//! Greedy face coloring for flat-shaded rendering

use crate::entity::FaceKey;
use crate::topology::Topology;
use itertools::Itertools;
use meshtopo_core::{ColoringConfig, Error, PaletteExhaustion, Result};
use tracing::{debug, warn};

impl Topology {
    /// Assign every face a palette index different from the faces it
    /// shares an edge with.
    ///
    /// Faces are visited in ID order and take the lowest free slot in
    /// `0..palette_size`. When every slot is used by a neighbour the
    /// [`PaletteExhaustion`] policy decides: `Reject` fails without touching
    /// the current colors, `Grow` takes the lowest free index past the
    /// palette. Returns the number of distinct indices used.
    pub fn compute_face_coloring(&mut self, config: &ColoringConfig) -> Result<usize> {
        let mut colors: Vec<usize> = Vec::with_capacity(self.face_count());

        for (id, _, face) in self.faces.iter() {
            // Faces with a higher ID have not been colored in this pass.
            let mut taken = Vec::with_capacity(3);
            for &e in face.edges() {
                for &g in self.edge(e)?.faces() {
                    match self.faces.id_of(g) {
                        Some(gid) if gid < id => taken.push(colors[gid]),
                        _ => {}
                    }
                }
            }

            let mut color = lowest_free(&taken, 0);
            if color >= config.palette_size {
                match config.exhaustion {
                    PaletteExhaustion::Reject => {
                        return Err(Error::PaletteExhausted {
                            face: id,
                            palette_size: config.palette_size,
                        })
                    }
                    PaletteExhaustion::Grow => {
                        color = lowest_free(&taken, config.palette_size);
                        warn!(face = id, color, "Palette exhausted, growing");
                    }
                }
            }
            colors.push(color);
        }

        let keys: Vec<FaceKey> = self.faces.keys().collect();
        for (key, &color) in keys.into_iter().zip(&colors) {
            self.entity_mut(key)?.color = Some(color);
        }

        let used = colors.iter().unique().count();
        debug!(faces = colors.len(), colors = used, "Colored faces");
        Ok(used)
    }

    /// Palette index of every face by ID, `None` until colored.
    pub fn face_colors(&self) -> Vec<Option<usize>> {
        self.faces.iter().map(|(_, _, f)| f.color()).collect()
    }

    /// Forget all assigned colors.
    pub fn clear_face_colors(&mut self) {
        let keys: Vec<FaceKey> = self.faces.keys().collect();
        for key in keys {
            if let Some(face) = self.faces.get_mut(key) {
                face.color = None;
            }
        }
    }
}

fn lowest_free(taken: &[usize], from: usize) -> usize {
    let mut color = from;
    while taken.contains(&color) {
        color += 1;
    }
    color
}

#[cfg(test)]
mod tests {
    use super::*;
    use crate::test_meshes::{bipyramid, octahedron, tetrahedron};
    use meshtopo_core::{CostConfig, PolygonMesh, PALETTE_SIZE};

    fn build(mesh: &PolygonMesh) -> Topology {
        Topology::from_polygon_mesh(mesh, CostConfig::default()).unwrap()
    }

    fn assert_proper(topo: &Topology) {
        for (id, _, edge) in topo.edges().iter() {
            if let [f, g] = edge.faces() {
                let (a, b) = (topo.face(*f).unwrap().color(), topo.face(*g).unwrap().color());
                assert!(a.is_some());
                assert_ne!(a, b, "edge {} joins two faces of the same color", id);
            }
        }
    }

    #[test]
    fn test_octahedron_coloring() {
        let mut topo = build(&octahedron());
        let used = topo.compute_face_coloring(&ColoringConfig::default()).unwrap();
        // The octahedron's faces alternate like a checkerboard.
        assert_eq!(used, 2);
        assert!(used <= 3);
        assert_proper(&topo);
        assert_eq!(
            topo.face_colors(),
            vec![Some(0), Some(1), Some(0), Some(1), Some(1), Some(0), Some(1), Some(0)]
        );
    }

    #[test]
    fn test_tetrahedron_needs_four() {
        let mut topo = build(&tetrahedron());
        let used = topo.compute_face_coloring(&ColoringConfig::default()).unwrap();
        assert_eq!(used, 4);
        assert_proper(&topo);
    }

    #[test]
    fn test_reject_leaves_colors_untouched() {
        let mut topo = build(&octahedron());
        topo.compute_face_coloring(&ColoringConfig::default()).unwrap();
        let before = topo.face_colors();

        let config = ColoringConfig::default().with_palette_size(1);
        let err = topo.compute_face_coloring(&config).unwrap_err();
        assert_eq!(err, Error::PaletteExhausted { face: 1, palette_size: 1 });
        assert_eq!(topo.face_colors(), before);
    }

    #[test]
    fn test_grow_goes_past_palette() {
        let mut topo = build(&tetrahedron());
        let config = ColoringConfig::default()
            .with_palette_size(2)
            .with_exhaustion(PaletteExhaustion::Grow);
        let used = topo.compute_face_coloring(&config).unwrap();
        assert_eq!(used, 4);
        assert_proper(&topo);
        assert!(topo.face_colors().iter().any(|c| c.unwrap() >= 2));
    }

    #[test]
    fn test_recolor_after_mutation() {
        let mut topo = build(&bipyramid(6));
        topo.compute_face_coloring(&ColoringConfig::default()).unwrap();
        topo.collapse_edge(6, 0).unwrap();
        let center = topo.face_center(topo.key(0).unwrap()).unwrap();
        topo.split_face(0, center).unwrap();

        let used = topo.compute_face_coloring(&ColoringConfig::default()).unwrap();
        assert!(used <= PALETTE_SIZE);
        assert_proper(&topo);

        topo.clear_face_colors();
        assert!(topo.face_colors().iter().all(Option::is_none));
    }
}
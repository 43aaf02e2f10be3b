//! Local refinement: inserting a vertex inside a face or on an edge
//!
//! Neither split touches collapse costs. The new vertex starts with an
//! infinite cost; use [`Topology::refresh_costs_around`] before simplifying.

use crate::entity::{EdgeKey, Element, FaceKey, VertexKey};
use crate::topology::Topology;
use meshtopo_core::{Error, Point3d, Result};
use tracing::debug;

impl Topology {
    /// Split face `face_id` into three around a new vertex at `point`.
    pub fn split_face(&mut self, face_id: usize, point: Point3d) -> Result<VertexKey> {
        let face = self.key(face_id)?;
        self.split_face_key(face, point)
    }

    /// Split a face into three triangles fanned around a new vertex. The
    /// three boundary edges are kept; three spokes and three faces are added
    /// and the parent face is removed.
    pub fn split_face_key(&mut self, face: FaceKey, point: Point3d) -> Result<VertexKey> {
        let f = self.face(face)?;
        let normal = f.normal;
        let [a, b, c] = f
            .corners()
            .ok_or_else(|| Error::InvalidData("face is not a triangle".into()))?;
        let [eab, ebc, eca] = [(a, b), (b, c), (c, a)].map(|(x, y)| self.edge_with_vertices(x, y));
        let (eab, ebc, eca) = match (eab, ebc, eca) {
            (Some(eab), Some(ebc), Some(eca)) => (eab, ebc, eca),
            _ => return Err(Error::InvalidData("face is missing a boundary edge".into())),
        };

        let n = self.create_vertex(point);
        let ean = self.create_edge();
        let ebn = self.create_edge();
        let ecn = self.create_edge();
        let fabn = self.create_face(normal);
        let fbcn = self.create_face(normal);
        let fcan = self.create_face(normal);

        self.add_triangle(a, b, n, eab, ebn, ean, fabn)?;
        self.add_triangle(b, c, n, ebc, ecn, ebn, fbcn)?;
        self.add_triangle(c, a, n, eca, ean, ecn, fcan)?;

        self.remove_face(face)?;

        debug!(
            vertices = self.vertex_count(),
            faces = self.face_count(),
            "Split face"
        );
        Ok(n)
    }

    /// Split edge `edge_id` at `point`.
    pub fn split_edge(&mut self, edge_id: usize, point: Point3d) -> Result<VertexKey> {
        let edge = self.key(edge_id)?;
        self.split_edge_key(edge, point)
    }

    /// Split an interior edge at a new vertex. Both adjacent faces are
    /// replaced by two faces each, fanned around the new vertex; the edge is
    /// replaced by two halves and joined to both apex vertices.
    pub fn split_edge_key(&mut self, edge: EdgeKey, point: Point3d) -> Result<VertexKey> {
        let e = self.edge(edge)?;
        let [v0, v1] = e
            .endpoints()
            .ok_or_else(|| Error::InvalidData("edge does not have two vertices".into()))?;
        let [f0, f1] = match e.faces() {
            [f0, f1] => [*f0, *f1],
            faces => {
                return Err(Error::Precondition(format!(
                    "edge split needs exactly 2 adjacent faces, found {}",
                    faces.len()
                )))
            }
        };

        // Everything is looked up before the first entity is created.
        let mut sides = Vec::with_capacity(2);
        for f in [f0, f1] {
            let face = self.face(f)?;
            let apex = face
                .apex(v0, v1)
                .ok_or_else(|| Error::InvalidData("face does not contain the split edge".into()))?;
            let e0 = self.edge_with_vertices(v0, apex);
            let e1 = self.edge_with_vertices(v1, apex);
            match (e0, e1) {
                (Some(e0), Some(e1)) => sides.push((f, face.normal, face.vertices().to_vec(), apex, e0, e1)),
                _ => return Err(Error::InvalidData("face is missing an edge to its apex".into())),
            }
        }
        if sides[0].3 == sides[1].3 {
            return Err(Error::Precondition(
                "both faces of the edge share the same apex".into(),
            ));
        }

        let n = self.create_vertex(point);
        let e0n = self.create_edge();
        let e1n = self.create_edge();

        for (_, normal, corners, apex, e0a, e1a) in &sides {
            let ean = self.create_edge();
            let lookup = |x: VertexKey, y: VertexKey| -> Result<EdgeKey> {
                let pair = |p: VertexKey, q: VertexKey| (x == p && y == q) || (x == q && y == p);
                if pair(v0, n) {
                    Ok(e0n)
                } else if pair(v1, n) {
                    Ok(e1n)
                } else if pair(*apex, n) {
                    Ok(ean)
                } else if pair(v0, *apex) {
                    Ok(*e0a)
                } else if pair(v1, *apex) {
                    Ok(*e1a)
                } else {
                    Err(Error::InvalidData("unexpected corner pair in edge split".into()))
                }
            };

            // Keep the parent's winding: the new vertex takes the place of
            // one endpoint in each half.
            for replaced in [v1, v0] {
                let sub: Vec<VertexKey> = corners
                    .iter()
                    .map(|&v| if v == replaced { n } else { v })
                    .collect();
                let (p, q, r) = (sub[0], sub[1], sub[2]);
                let (epq, eqr, erp) = (lookup(p, q)?, lookup(q, r)?, lookup(r, p)?);
                let f = self.create_face(*normal);
                self.add_triangle(p, q, r, epq, eqr, erp, f)?;
            }
        }

        self.remove_edge(edge)?;
        for (f, ..) in sides {
            self.remove_face(f)?;
        }

        debug!(
            vertices = self.vertex_count(),
            faces = self.face_count(),
            "Split edge"
        );
        Ok(n)
    }

    /// Split the face or edge named by `element` at `point`. Vertices cannot
    /// be retriangulated.
    pub fn retriangulate(&mut self, element: Element, point: Point3d) -> Result<VertexKey> {
        match element {
            Element::Face(id) => self.split_face(id, point),
            Element::Edge(id) => self.split_edge(id, point),
            Element::Vertex(_) => Err(Error::Unsupported(format!(
                "cannot retriangulate {}",
                element
            ))),
        }
    }
}

#[cfg(test)]
mod tests {
    use super::*;
    use crate::test_meshes::{octahedron, single_triangle, tetrahedron};
    use meshtopo_core::{CostConfig, PolygonMesh};

    fn build(mesh: &PolygonMesh) -> Topology {
        Topology::from_polygon_mesh(mesh, CostConfig::default()).unwrap()
    }

    fn corner_ids(topo: &Topology, f: FaceKey) -> Vec<usize> {
        topo.face(f)
            .unwrap()
            .vertices()
            .iter()
            .map(|&k| topo.id(k).unwrap())
            .collect()
    }

    #[test]
    fn test_split_face_counts() {
        let mut topo = build(&single_triangle());
        let center = topo.face_center(topo.key(0).unwrap()).unwrap();
        let n = topo.split_face(0, center).unwrap();

        assert_eq!(topo.vertex_count(), 4);
        assert_eq!(topo.edge_count(), 6);
        assert_eq!(topo.face_count(), 3);
        assert_eq!(topo.id(n).unwrap(), 3);
        assert_eq!(topo.vertex(n).unwrap().valence(), 3);
        assert_eq!(topo.vertex(n).unwrap().position, center);
        topo.validate().unwrap();
    }

    #[test]
    fn test_split_face_keeps_winding_and_normal() {
        let mut topo = build(&single_triangle());
        let normal = topo.faces().get_by_id(0).unwrap().normal;
        topo.split_face(0, Point3d::new(0.25, 0.25, 0.0)).unwrap();

        let mut faces: Vec<Vec<usize>> = topo.faces().keys().map(|f| corner_ids(&topo, f)).collect();
        faces.sort();
        assert_eq!(faces, vec![vec![0, 1, 3], vec![1, 2, 3], vec![2, 0, 3]]);
        for (_, _, f) in topo.faces().iter() {
            assert_eq!(f.normal, normal);
        }
    }

    #[test]
    fn test_split_face_leaves_costs_alone() {
        let mut topo = build(&octahedron());
        let before: Vec<f64> = topo.vertices().iter().map(|(_, _, v)| v.collapse_cost()).collect();
        let n = topo.split_face(0, Point3d::new(0.4, 0.4, 0.4)).unwrap();

        assert!(topo.vertex(n).unwrap().collapse_cost().is_infinite());
        for (id, cost) in before.iter().enumerate() {
            assert_eq!(topo.vertices().get_by_id(id).unwrap().collapse_cost(), *cost);
        }

        topo.refresh_costs_around(n).unwrap();
        assert!(topo.vertex(n).unwrap().collapse_cost().is_finite());
        assert!(topo.vertex(n).unwrap().collapse_target().is_some());
    }

    #[test]
    fn test_split_edge_counts() {
        let mut topo = build(&tetrahedron());
        let e = topo.key(0).unwrap();
        let mid = topo.edge_center(e).unwrap();
        let n = topo.split_edge_key(e, mid).unwrap();

        assert_eq!(topo.vertex_count(), 5);
        assert_eq!(topo.edge_count(), 9);
        assert_eq!(topo.face_count(), 6);
        assert_eq!(topo.vertex(n).unwrap().valence(), 4);
        assert_eq!(topo.vertex(n).unwrap().faces().len(), 4);
        assert!(topo.edge(e).is_err());
        topo.validate().unwrap();
        for (_, _, edge) in topo.edges().iter() {
            assert!(edge.is_manifold());
        }
    }

    #[test]
    fn test_split_edge_keeps_winding() {
        // Every interior edge of a consistently wound closed mesh is
        // traversed once in each direction.
        let mut topo = build(&octahedron());
        topo.split_edge(3, Point3d::new(0.0, 0.0, 0.0)).unwrap();

        let mut directed = std::collections::HashSet::new();
        for f in topo.faces().keys() {
            let c = corner_ids(&topo, f);
            for k in 0..3 {
                assert!(directed.insert((c[k], c[(k + 1) % 3])));
            }
        }
        for &(a, b) in &directed {
            assert!(directed.contains(&(b, a)));
        }
    }

    #[test]
    fn test_split_boundary_edge_rejected() {
        let mut topo = build(&single_triangle());
        let err = topo.split_edge(0, Point3d::new(0.5, 0.0, 0.0)).unwrap_err();
        assert!(matches!(err, Error::Precondition(_)));
        assert_eq!(topo.vertex_count(), 3);
        assert_eq!(topo.edge_count(), 3);
        assert_eq!(topo.face_count(), 1);
    }

    #[test]
    fn test_retriangulate_dispatch() {
        let mut topo = build(&tetrahedron());
        topo.retriangulate(Element::Face(1), Point3d::new(0.5, 0.3, 0.3)).unwrap();
        assert_eq!(topo.face_count(), 6);
        topo.retriangulate(Element::Edge(0), Point3d::new(0.0, 0.5, 0.0)).unwrap();
        assert_eq!(topo.face_count(), 8);
        assert!(matches!(
            topo.retriangulate(Element::Vertex(0), Point3d::origin()),
            Err(Error::Unsupported(_))
        ));
        assert!(matches!(
            topo.retriangulate(Element::Face(99), Point3d::origin()),
            Err(Error::InvalidId { .. })
        ));
        topo.validate().unwrap();
    }
}
//! Core data structures for meshtopo
//!
//! This crate provides the types shared between the topology engine and the
//! rendering side: point aliases, the input and output meshes, the error
//! type, configuration structs and the face palette.

pub mod point;
pub mod mesh;
pub mod config;
pub mod palette;
pub mod error;

pub use point::*;
pub use mesh::*;
pub use config::*;
pub use palette::*;
pub use error::*;

/// Re-export commonly used types from nalgebra
pub use nalgebra::{Point3, Vector3};
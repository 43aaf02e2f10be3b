//! Fixed face palette used by the renderer for flat-shaded meshes

/// The five grays faces are painted with, indexed by a face's color ID.
pub const GRAYSCALE_PALETTE: [[u8; 3]; 5] = [
    [0x33, 0x33, 0x33],
    [0x99, 0x99, 0x99],
    [0x66, 0x66, 0x66],
    [0xCC, 0xCC, 0xCC],
    [0x11, 0x11, 0x11],
];

/// Number of color slots in [`GRAYSCALE_PALETTE`].
pub const PALETTE_SIZE: usize = GRAYSCALE_PALETTE.len();
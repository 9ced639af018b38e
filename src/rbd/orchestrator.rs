use std::sync::Arc;

use super::{
    RbdCreate, RbdImage, RbdPoolListing, RbdUpdate, VolumeIdentity, VolumeUpdate,
    RBD_IMAGE_ALREADY_EXISTS,
};
use crate::error::{CephError, CephResult};
use crate::logging::Logger;
use crate::task::{CompletionWaiter, OperationIdentity, OperationKind};
use crate::transport::{ApiRequest, Transport};

/// Statuses after which the create task is tracked.
const CREATE_TRACKED: &[u16] = &[201, 202];
/// The manager may spawn an edit task before reporting a conflict, so 400 is tracked too.
const UPDATE_TRACKED: &[u16] = &[200, 202, 400];
const DELETE_TRACKED: &[u16] = &[202, 204, 400];

const STATUS_CREATED: u16 = 201;
const STATUS_OK: u16 = 200;
const STATUS_NO_CONTENT: u16 = 204;

/// Everything needed to issue one kind of mutation repeatedly.
struct MutationPlan {
    kind: OperationKind,
    request: ApiRequest,
    identity: OperationIdentity,
    tracked: &'static [u16],
    canonical_status: u16,
    detect_conflict: bool,
    context: String,
}

/// Diagnostics of one failed attempt.
#[derive(Debug)]
struct Attempt {
    number: u32,
    status: u16,
    failure: String,
}

/// Issues RBD mutations and reconciles them with their server-side tasks.
///
/// A finished task with `success == false` is treated as transient: the
/// whole mutation, HTTP request included, is issued again until the retry
/// budget of `max_iterations` repetitions is spent.
#[derive(Clone)]
pub struct RbdClient {
    transport: Arc<dyn Transport>,
    waiter: CompletionWaiter,
    max_iterations: u32,
    log: Logger,
}

impl RbdClient {
    pub fn new(
        transport: Arc<dyn Transport>,
        waiter: CompletionWaiter,
        max_iterations: u32,
        log: Logger,
    ) -> Self {
        Self {
            transport,
            waiter,
            max_iterations,
            log: log.scoped("ceph_rest_sdk::rbd"),
        }
    }

    pub fn max_iterations(&self) -> u32 {
        self.max_iterations
    }

    /// Create an image and wait for its task. Returns 201 once created.
    pub async fn create_volume(&self, identity: &VolumeIdentity, size: u64) -> CephResult<u16> {
        self.create_image(&RbdCreate::new(identity, size)).await
    }

    pub async fn create_image(&self, create: &RbdCreate) -> CephResult<u16> {
        require("poolName", &create.pool_name)?;
        require("imageName", &create.name)?;

        self.log.debug(format_args!(
            "creating rbd image {} of {} bytes",
            crate::util::path_join(&create.pool_name, create.namespace.as_deref(), &create.name),
            create.size
        ));

        let plan = MutationPlan {
            kind: OperationKind::Create,
            request: ApiRequest::post(&["block", "image"], serde_json::to_value(create)?)
                .retryable(),
            identity: OperationIdentity::for_create(
                &create.pool_name,
                create.namespace.as_deref(),
                &create.name,
            ),
            tracked: CREATE_TRACKED,
            canonical_status: STATUS_CREATED,
            detect_conflict: true,
            context: format!(
                "could not create image {} on pool {}",
                create.name, create.pool_name
            ),
        };
        self.reconcile(plan).await
    }

    /// Rename and/or resize an image. Returns 200 once applied.
    pub async fn update_volume(
        &self,
        identity: &VolumeIdentity,
        update: &VolumeUpdate,
    ) -> CephResult<u16> {
        self.update_image(
            &identity.pool_name,
            identity.namespace.as_deref(),
            &identity.image_name,
            &RbdUpdate::new(update),
        )
        .await
    }

    pub async fn update_image(
        &self,
        pool_name: &str,
        namespace: Option<&str>,
        image_name: &str,
        update: &RbdUpdate,
    ) -> CephResult<u16> {
        require("poolName", pool_name)?;
        require("imageName", image_name)?;
        require("newName", &update.name)?;

        let image_spec = crate::util::path_join(pool_name, namespace, image_name);
        let plan = MutationPlan {
            kind: OperationKind::Edit,
            request: ApiRequest::put(
                &["block", "image", image_spec.as_str()],
                serde_json::to_value(update)?,
            )
            .retryable(),
            identity: OperationIdentity::for_image_spec(OperationKind::Edit, &image_spec),
            tracked: UPDATE_TRACKED,
            canonical_status: STATUS_OK,
            detect_conflict: true,
            context: format!("could not update image {}", image_spec),
        };
        self.reconcile(plan).await
    }

    /// Delete an image. Returns 204 once removed.
    pub async fn delete_volume(&self, identity: &VolumeIdentity) -> CephResult<u16> {
        self.delete_image(
            &identity.pool_name,
            identity.namespace.as_deref(),
            &identity.image_name,
        )
        .await
    }

    pub async fn delete_image(
        &self,
        pool_name: &str,
        namespace: Option<&str>,
        image_name: &str,
    ) -> CephResult<u16> {
        require("poolName", pool_name)?;
        require("imageName", image_name)?;

        let image_spec = crate::util::path_join(pool_name, namespace, image_name);
        let plan = MutationPlan {
            kind: OperationKind::Delete,
            request: ApiRequest::delete(&["block", "image", image_spec.as_str()]).retryable(),
            identity: OperationIdentity::for_image_spec(OperationKind::Delete, &image_spec),
            tracked: DELETE_TRACKED,
            canonical_status: STATUS_NO_CONTENT,
            detect_conflict: false,
            context: format!("could not delete image {}", image_spec),
        };
        self.reconcile(plan).await
    }

    /// Read an image descriptor. Reads are immediately consistent, no task is involved.
    pub async fn get_volume(&self, identity: &VolumeIdentity) -> CephResult<RbdImage> {
        require("poolName", &identity.pool_name)?;
        require("imageName", &identity.image_name)?;
        self.get_image(&identity.image_spec()).await
    }

    pub async fn get_image(&self, image_spec: &str) -> CephResult<RbdImage> {
        require("imageSpec", image_spec)?;

        let response = self
            .transport
            .execute(ApiRequest::get(&["block", "image", image_spec]))
            .await?;

        match response.status {
            404 => Err(CephError::NotFound {
                image_spec: image_spec.to_string(),
            }),
            _ if response.is_success() => response.json(),
            _ => Err(CephError::from_response(
                format!("could not get image {}", image_spec),
                &response,
            )),
        }
    }

    /// List images, optionally restricted to one pool.
    pub async fn list_images(&self, pool_name: Option<&str>) -> CephResult<Vec<RbdPoolListing>> {
        let mut request = ApiRequest::get(&["block", "image"]);
        if let Some(pool) = pool_name.filter(|p| !p.is_empty()) {
            request = request.with_query("pool_name", pool);
        }

        let response = self.transport.execute(request).await?;
        if !response.is_success() {
            return Err(CephError::from_response("could not list images", &response));
        }
        response.json()
    }

    async fn reconcile(&self, plan: MutationPlan) -> CephResult<u16> {
        let mut history: Vec<Attempt> = Vec::new();

        for number in 0..=self.max_iterations {
            let response = self.transport.execute(plan.request.clone()).await?;
            let status = response.status;

            if status == 400 && plan.detect_conflict {
                if let Some(exception) = response.exception() {
                    self.log.debug(format_args!(
                        "err {} ({})",
                        exception.code.as_deref().unwrap_or("-"),
                        exception.detail
                    ));
                    if exception.has_code(RBD_IMAGE_ALREADY_EXISTS) {
                        return Err(CephError::AlreadyExists {
                            operation: plan.kind,
                            detail: exception.detail,
                        });
                    }
                }
            }

            if !plan.tracked.contains(&status) {
                if response.is_success() {
                    return Ok(status);
                }
                return Err(CephError::from_response(plan.context.clone(), &response));
            }

            let task = self.waiter.wait_for(&plan.identity).await?;
            if task.success {
                self.log.info(format_args!(
                    "{} succeeded after {} attempt(s)",
                    plan.identity,
                    number + 1
                ));
                return Ok(plan.canonical_status);
            }

            let failure = task.failure_detail();
            self.log.debug(format_args!(
                "{} failed on attempt {}: {}, issuing again",
                plan.identity,
                number + 1,
                failure
            ));
            history.push(Attempt {
                number: number + 1,
                status,
                failure,
            });
        }

        for attempt in &history {
            self.log.error(format_args!(
                "{} attempt {} (HTTP {}): {}",
                plan.identity, attempt.number, attempt.status, attempt.failure
            ));
        }
        Err(CephError::RetryBudgetExceeded {
            operation: plan.identity.to_string(),
            max_iterations: self.max_iterations,
            attempts: history.len() as u32,
            last_failure: history.pop().map(|attempt| attempt.failure),
        })
    }
}

fn require(field: &'static str, value: &str) -> CephResult<()> {
    if value.is_empty() {
        return Err(CephError::Validation { field });
    }
    Ok(())
}

impl std::fmt::Debug for RbdClient {
    fn fmt(&self, f: &mut std::fmt::Formatter<'_>) -> std::fmt::Result {
        f.debug_struct("RbdClient")
            .field("max_iterations", &self.max_iterations)
            .finish_non_exhaustive()
    }
}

^^^^^^^^^^^^^^^^

§ **Required work**: For this exercise, please copy exactly the lines of the material above from its first line through the line where "debug!(faces = colors.len(), colors" appears.

§ **Task response**:
//! Greedy face coloring for flat-shaded rendering

use crate::entity::FaceKey;
use crate::topology::Topology;
use itertools::Itertools;
use meshtopo_core::{ColoringConfig, Error, PaletteExhaustion, Result};
use tracing::{debug, warn};

impl Topology {
    /// Assign every face a palette index different from the faces it
    /// shares an edge with.
    ///
    /// Faces are visited in ID order and take the lowest free slot in
    /// `0..palette_size`. When every slot is used by a neighbour the
    /// [`PaletteExhaustion`] policy decides: `Reject` fails without touching
    /// the current colors, `Grow` takes the lowest free index past the
    /// palette. Returns the number of distinct indices used.
    pub fn compute_face_coloring(&mut self, config: &ColoringConfig) -> Result<usize> {
        let mut colors: Vec<usize> = Vec::with_capacity(self.face_count());

        for (id, _, face) in self.faces.iter() {
            // Faces with a higher ID have not been colored in this pass.
            let mut taken = Vec::with_capacity(3);
            for &e in face.edges() {
                for &g in self.edge(e)?.faces() {
                    match self.faces.id_of(g) {
                        Some(gid) if gid < id => taken.push(colors[gid]),
                        _ => {}
                    }
                }
            }

            let mut color = lowest_free(&taken, 0);
            if color >= config.palette_size {
                match config.exhaustion {
                    PaletteExhaustion::Reject => {
                        return Err(Error::PaletteExhausted {
                            face: id,
                            palette_size: config.palette_size,
                        })
                    }
                    PaletteExhaustion::Grow => {
                        color = lowest_free(&taken, config.palette_size);
                        warn!(face = id, color, "Palette exhausted, growing");
                    }
                }
            }
            colors.push(color);
        }

        let keys: Vec<FaceKey> = self.faces.keys().collect();
        for (key, &color) in keys.into_iter().zip(&colors) {
            self.entity_mut(key)?.color = Some(color);
        }

        let used = colors.iter().unique().count();
        debug!(faces = colors.len(), colors = used, "Colored faces");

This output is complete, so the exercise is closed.